Shen Lingxiang yang berdiri di samping segera menunjukkan wajah sedikit sedih.
Sayangnya, semua ini tak berlaku pada Luo Junyao. Ia menggeleng, “Bibi salah paham, akhir-akhir ini aku sibuk belajar membantu Ibu menyiapkan mas kawin Kakak, juga harus sekolah, jadi sangat sibuk.”
“Begitu ya.” Keluarga Luo tersenyum, “Baguslah, kalian sudah tumbuh bersama selama bertahun-tahun, sayang sekali kalau renggang hanya karena masalah sepele. Kalau Nenek tahu, pasti akan sedih.”
“Bibi benar,” sahut Luo Junyao manis.
Shen Lingxiang yang memapah ibunya juga tertawa, “Ibu, aku sudah bilang hubungan kami baik-baik saja, takkan renggang begitu saja. Tenang saja. Yao Yao, nanti kita naik kereta yang sama ke istana, bagaimana?”
Luo Junyao menatap Shen Lingxiang sambil tersenyum tanpa berkata apa-apa. Tatapannya membuat Shen Lingxiang canggung.
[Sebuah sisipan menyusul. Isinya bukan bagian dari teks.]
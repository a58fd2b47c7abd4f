/*
 * Hosted Architecture Backend
 *
 * Stand-ins for the bare-metal primitives when the kernel core runs as an
 * ordinary process (tests, the hosted boot binary):
 *
 * - interrupts: a per-thread interrupt-enable flag, so each thread behaves
 *   like its own core
 * - serial: a UART whose transmitter is stdout and whose receive FIFO is
 *   fed by `serial::inject`
 * - pic: an interrupt controller that counts EOIs per line
 */

pub mod interrupts;
pub mod pic;
pub mod serial;

use crate::irq::InterruptController;

/// Bring up the platform. Nothing to program when hosted.
pub fn init() {
    log::debug!("Hosted platform: no interrupt controller to program");
}

/// Idle the current "core" until something else happens.
pub fn halt() {
    std::thread::yield_now();
}

/// The platform interrupt controller.
pub fn interrupt_controller() -> &'static dyn InterruptController {
    &pic::PIC
}
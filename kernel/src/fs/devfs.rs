/*
 * Device Filesystem
 *
 * Flat filesystem whose nodes are the registered character devices. It is
 * built from a snapshot of the device table taken when /dev is mounted,
 * after every module initializer has run; devices registered later do not
 * appear.
 */

use alloc::borrow::ToOwned;
use alloc::collections::BTreeMap;
use alloc::vec::Vec;

use super::{FileSystem, FsError};
use crate::devices::DeviceTable;
use crate::io::Device;

pub struct DevFs {
    nodes: BTreeMap<&'static str, &'static dyn Device>,
}

impl DevFs {
    /// Device filesystem over the devices currently in `table`.
    pub fn new(table: &DeviceTable) -> Self {
        Self {
            nodes: table.snapshot(),
        }
    }

    /// Nodes in name order.
    pub fn nodes(&self) -> impl Iterator<Item = (&'static str, &'static dyn Device)> + '_ {
        self.nodes.iter().map(|(name, dev)| (*name, *dev))
    }

    pub fn len(&self) -> usize {
        self.nodes.len()
    }

    pub fn is_empty(&self) -> bool {
        self.nodes.is_empty()
    }
}

impl FileSystem for DevFs {
    fn name(&self) -> &str {
        "devfs"
    }

    fn lookup(&self, path: &str) -> Result<&'static dyn Device, FsError> {
        if let Some(dev) = self.nodes.get(path) {
            return Ok(*dev);
        }
        // Device nodes are leaves.
        match path.split_once('/') {
            Some((node, _)) if self.nodes.contains_key(node) => {
                Err(FsError::NotADirectory { path: path.to_owned() })
            }
            _ => Err(FsError::NotFound { path: path.to_owned() }),
        }
    }

    fn entries(&self) -> Vec<&str> {
        self.nodes.keys().copied().collect()
    }
}

#[cfg(test)]
mod tests {
    use super::*;
    use crate::io::{Errno, Stat};

    struct Sink;

    impl Device for Sink {
        fn read(&self, _buf: &mut [u8]) -> Result<usize, Errno> {
            Err(Errno::EAGAIN)
        }

        fn write(&self, buf: &[u8]) -> Result<usize, Errno> {
            Ok(buf.len())
        }

        fn stat(&self) -> Stat {
            Stat::char_device(0o600)
        }
    }

    static SINK: Sink = Sink;

    #[test]
    fn test_snapshot_of_device_table() {
        let table = DeviceTable::new();
        table.register("sink", &SINK).unwrap();
        table.register("tty0", &SINK).unwrap();

        let devfs = DevFs::new(&table);
        table.register("late", &SINK).unwrap();

        assert_eq!(devfs.len(), 2);
        assert_eq!(devfs.entries(), vec!["sink", "tty0"]);
        assert!(devfs.lookup("sink").unwrap().stat().is_char_device());
        assert_eq!(
            devfs.lookup("late").err(),
            Some(FsError::NotFound { path: "late".to_owned() })
        );
        assert_eq!(
            devfs.lookup("tty0/x").err(),
            Some(FsError::NotADirectory { path: "tty0/x".to_owned() })
        );
        let names: Vec<_> = devfs.nodes().map(|(name, _)| name).collect();
        assert_eq!(names, ["sink", "tty0"]);
    }

    #[test]
    fn test_empty_table() {
        let devfs = DevFs::new(&DeviceTable::new());
        assert!(devfs.is_empty());
        assert!(devfs.entries().is_empty());
    }
}
/*
 * File System Support
 *
 * The driver core needs just enough of a filesystem to publish devices:
 * - `Vfs`: the two namespace operations boot code performs (create a
 *   directory, mount a filesystem on it)
 * - `FileSystem`: a mountable filesystem that resolves names to devices
 * - vfs::MountTable: the in-kernel `Vfs`
 * - devfs::DevFs: the device filesystem mounted at /dev
 */

use alloc::boxed::Box;
use alloc::string::String;
use alloc::vec::Vec;

use bitflags::bitflags;
use thiserror::Error;

use crate::io::{self, Device, Errno};

pub mod devfs;
pub mod vfs;

pub use devfs::DevFs;
pub use vfs::MountTable;

/// Filesystem error types
#[derive(Debug, Clone, PartialEq, Eq, Error)]
pub enum FsError {
    #[error("File not found: {path}")]
    NotFound { path: String },

    #[error("File already exists: {path}")]
    AlreadyExists { path: String },

    #[error("Not a directory: {path}")]
    NotADirectory { path: String },

    #[error("Invalid path: {path}")]
    InvalidPath { path: String },

    #[error("Mount point busy: {path}")]
    Busy { path: String },
}

impl FsError {
    /// POSIX errno equivalent.
    pub fn errno(&self) -> Errno {
        match self {
            FsError::NotFound { .. } => Errno::ENOENT,
            FsError::AlreadyExists { .. } => Errno::EEXIST,
            FsError::NotADirectory { .. } => Errno::ENOTDIR,
            FsError::InvalidPath { .. } => Errno::EINVAL,
            FsError::Busy { .. } => Errno::EBUSY,
        }
    }
}

bitflags! {
    /// File type and permission bits, POSIX layout.
    #[derive(Debug, Clone, Copy, PartialEq, Eq)]
    pub struct FileMode: u32 {
        const DIRECTORY = io::S_IFDIR;
        const CHAR_DEVICE = io::S_IFCHR;

        const USER_READ = 0o400;
        const USER_WRITE = 0o200;
        const USER_EXEC = 0o100;
        const GROUP_READ = 0o040;
        const GROUP_WRITE = 0o020;
        const GROUP_EXEC = 0o010;
        const OTHER_READ = 0o004;
        const OTHER_WRITE = 0o002;
        const OTHER_EXEC = 0o001;
    }
}

impl FileMode {
    /// Directory with permission bits `perm`.
    pub const fn directory(perm: u32) -> Self {
        Self::DIRECTORY.union(Self::from_bits_truncate(perm & 0o777))
    }

    pub fn permissions(&self) -> u32 {
        self.bits() & 0o777
    }

    pub fn is_dir(&self) -> bool {
        self.contains(Self::DIRECTORY)
    }
}

/// A mountable filesystem.
pub trait FileSystem: Send + Sync {
    /// Filesystem type name ("devfs").
    fn name(&self) -> &str;

    /// Resolve `path`, relative to the mount point, to a device.
    fn lookup(&self, path: &str) -> Result<&'static dyn Device, FsError>;

    /// Names in the filesystem root.
    fn entries(&self) -> Vec<&str>;
}

/// Namespace operations used at boot.
pub trait Vfs {
    /// Create directory `path` with `mode`. The parent must exist.
    fn create_directory(&mut self, path: &str, mode: FileMode) -> Result<(), FsError>;

    /// Mount `fs` on the existing directory `path`.
    fn mount(&mut self, path: &str, fs: Box<dyn FileSystem>) -> Result<(), FsError>;
}

#[cfg(test)]
mod tests {
    use super::*;

    #[test]
    fn test_directory_mode() {
        let mode = FileMode::directory(0o755);
        assert!(mode.is_dir());
        assert_eq!(mode.permissions(), 0o755);
        assert_eq!(mode.bits(), io::S_IFDIR | 0o755);
        assert!(!FileMode::CHAR_DEVICE.is_dir());
    }

    #[test]
    fn test_errno_mapping() {
        let path = String::from("/dev");
        assert_eq!(FsError::NotFound { path: path.clone() }.errno(), Errno::ENOENT);
        assert_eq!(FsError::AlreadyExists { path: path.clone() }.errno(), Errno::EEXIST);
        assert_eq!(FsError::Busy { path }.errno(), Errno::EBUSY);
    }
}
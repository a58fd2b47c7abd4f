/*
 * CLUU Kernel Main Entry Point
 *
 * Boot sequence of the driver core:
 *
 *   heap -> module registry (logger, serial console) -> devices::init
 *        -> platform (PIC, IDT) -> interrupts on -> idle
 *
 * On bare metal (`target_os = "none"`) the loader jumps to `_start` and the
 * idle loop echoes console input back through /dev/ttyS0. Hosted, `main`
 * runs the same sequence against the simulated platform, feeds a line
 * through the receive interrupt and reads it back from /dev/ttyS0.
 */

#![cfg_attr(target_os = "none", no_std)]
#![cfg_attr(target_os = "none", no_main)]

use cluu_kernel::config::{LOG_LEVEL, SerialConfig};
use cluu_kernel::drivers::serial::{self, SerialConsole};
use cluu_kernel::fs::MountTable;
use cluu_kernel::modules::ModuleRegistry;
use cluu_kernel::utils::logger;
use cluu_kernel::{arch, devices, module_init};

/// The kernel console on COM1.
static CONSOLE: SerialConsole<arch::serial::Port> = SerialConsole::new();

/// Route the `log` facade to the console. Lines logged before the console
/// is attached are dropped.
fn logger_module() {
    // If someone else owns the facade, keep booting without our logger.
    let _ = logger::init(&CONSOLE, LOG_LEVEL);
}
module_init!(LOGGER_MODULE, logger_module);

/// Bring up COM1 and publish it as /dev/ttyS0.
fn console_module() {
    serial::attach(
        &CONSOLE,
        &SerialConfig::COM1,
        arch::interrupt_controller(),
        arch::serial::bring_up,
    )
    .unwrap_or_else(|err| panic!("serial console: {}", err));
    log::info!("CLUU driver core starting...");
}
module_init!(CONSOLE_MODULE, console_module);

/// Run the driver core up to the point where interrupts may be enabled.
fn boot() -> MountTable {
    let mut registry: ModuleRegistry = ModuleRegistry::new();
    for entry in [LOGGER_MODULE, CONSOLE_MODULE] {
        registry
            .register(entry)
            .unwrap_or_else(|err| panic!("module registry: {}", err));
    }

    let mut vfs = MountTable::new();
    devices::init(&mut registry, &mut vfs)
        .unwrap_or_else(|err| panic!("device subsystem: {}", err));

    arch::init();
    vfs
}

/// ===============================
///  BARE-METAL ENTRY POINT
/// ===============================
#[cfg(target_os = "none")]
#[unsafe(no_mangle)]
pub extern "C" fn _start() -> ! {
    cluu_kernel::memory::init();

    let vfs = boot();
    log::info!(
        "Heap: {} KiB free",
        cluu_kernel::memory::heap::free() / 1024
    );

    arch::interrupts::enable();
    log::info!("Interrupts enabled");

    let tty = vfs
        .open("/dev/ttyS0")
        .unwrap_or_else(|err| panic!("console node: {}", err));
    let mut buf = [0u8; 64];
    loop {
        match tty.read(&mut buf) {
            Ok(0) | Err(_) => {
                arch::interrupts::wait_for_interrupt_unless(|| CONSOLE.poll() == Ok(true))
            }
            Ok(n) => {
                let _ = tty.write(&buf[..n]);
            }
        }
    }
}

/// ===============================
///  HOSTED ENTRY POINT
/// ===============================
#[cfg(not(target_os = "none"))]
fn main() {
    use cluu_kernel::config::COM1_IRQ;
    use cluu_kernel::irq::{self, IrqContext};

    let vfs = boot();
    arch::interrupts::enable();

    arch::serial::inject(b"hello, ttyS0");
    irq::dispatch(&IrqContext::new(COM1_IRQ));

    let tty = vfs
        .open("/dev/ttyS0")
        .unwrap_or_else(|err| panic!("console node: {}", err));
    let mut buf = [0u8; 64];
    let n = tty.read(&mut buf).unwrap_or(0);
    log::info!(
        "ttyS0 received {:?}",
        core::str::from_utf8(&buf[..n]).unwrap_or("<binary>")
    );

    for (point, fs) in vfs.mounts() {
        log::info!("{} mounted on {}", fs, point);
    }
    for name in vfs.list("/dev").unwrap_or_default() {
        log::info!("  /dev/{}", name);
    }
}

///  PANIC HANDLER
/// ===============================
///
/// Logging may fail early, but this is safe once the logger is up.
///
#[cfg(target_os = "none")]
#[panic_handler]
fn panic(info: &core::panic::PanicInfo) -> ! {
    arch::interrupts::disable();

    if let Some(location) = info.location() {
        log::error!(
            "PANIC at {}:{}: {}",
            location.file(),
            location.line(),
            info.message()
        );
    } else {
        log::error!("PANIC: {}", info.message());
    }

    loop {
        arch::halt();
    }
}
//! The 16550 UART on x86 port I/O.

use crate::config::SerialConfig;
use crate::drivers::serial::uart_16550::SerialPort;
use crate::io::Pio;

/// Console port type on bare-metal x86_64.
pub type Port = SerialPort<Pio<u8>>;

/// Program the UART at `config.base` for `config.baud` with the receive
/// interrupt enabled.
pub fn bring_up(config: &SerialConfig) -> Port {
    let mut port = SerialPort::<Pio<u8>>::new(config.base);
    port.init(config.divisor());
    port
}
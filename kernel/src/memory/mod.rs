/*
 * Memory Management
 *
 * The driver core only needs a kernel heap: the device table, the mount
 * table and the device filesystem allocate. Paging is left as the loader
 * set it up.
 */

pub mod heap;

/// Bring up the kernel heap. Must run before anything allocates.
pub fn init() {
    heap::init();
}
Baru hendak mengatakan sesuatu lagi, Luo Junyao sudah menangguk sambil tersenyum, “Boleh.”
Mendengar itu, Shen Lingxiang baru lega.
Keluarga Luo dan Shen Lingxiang duduk berbincang dengan Luo Junyao, tak peduli Luo Mingxiang ada di samping.
Pembicaraan mereka selalu soal perhatian pada Luo Junyao, tak berbeda dari sebelum Luo Yun pulang.
Melihat wajah penuh kasih sayang keluarga Luo, Luo Junyao jadi ragu apakah ia memang pandai bersandiwara, atau benar-benar tidak tahu soal Shen Lingxiang dan Xie Chengyou.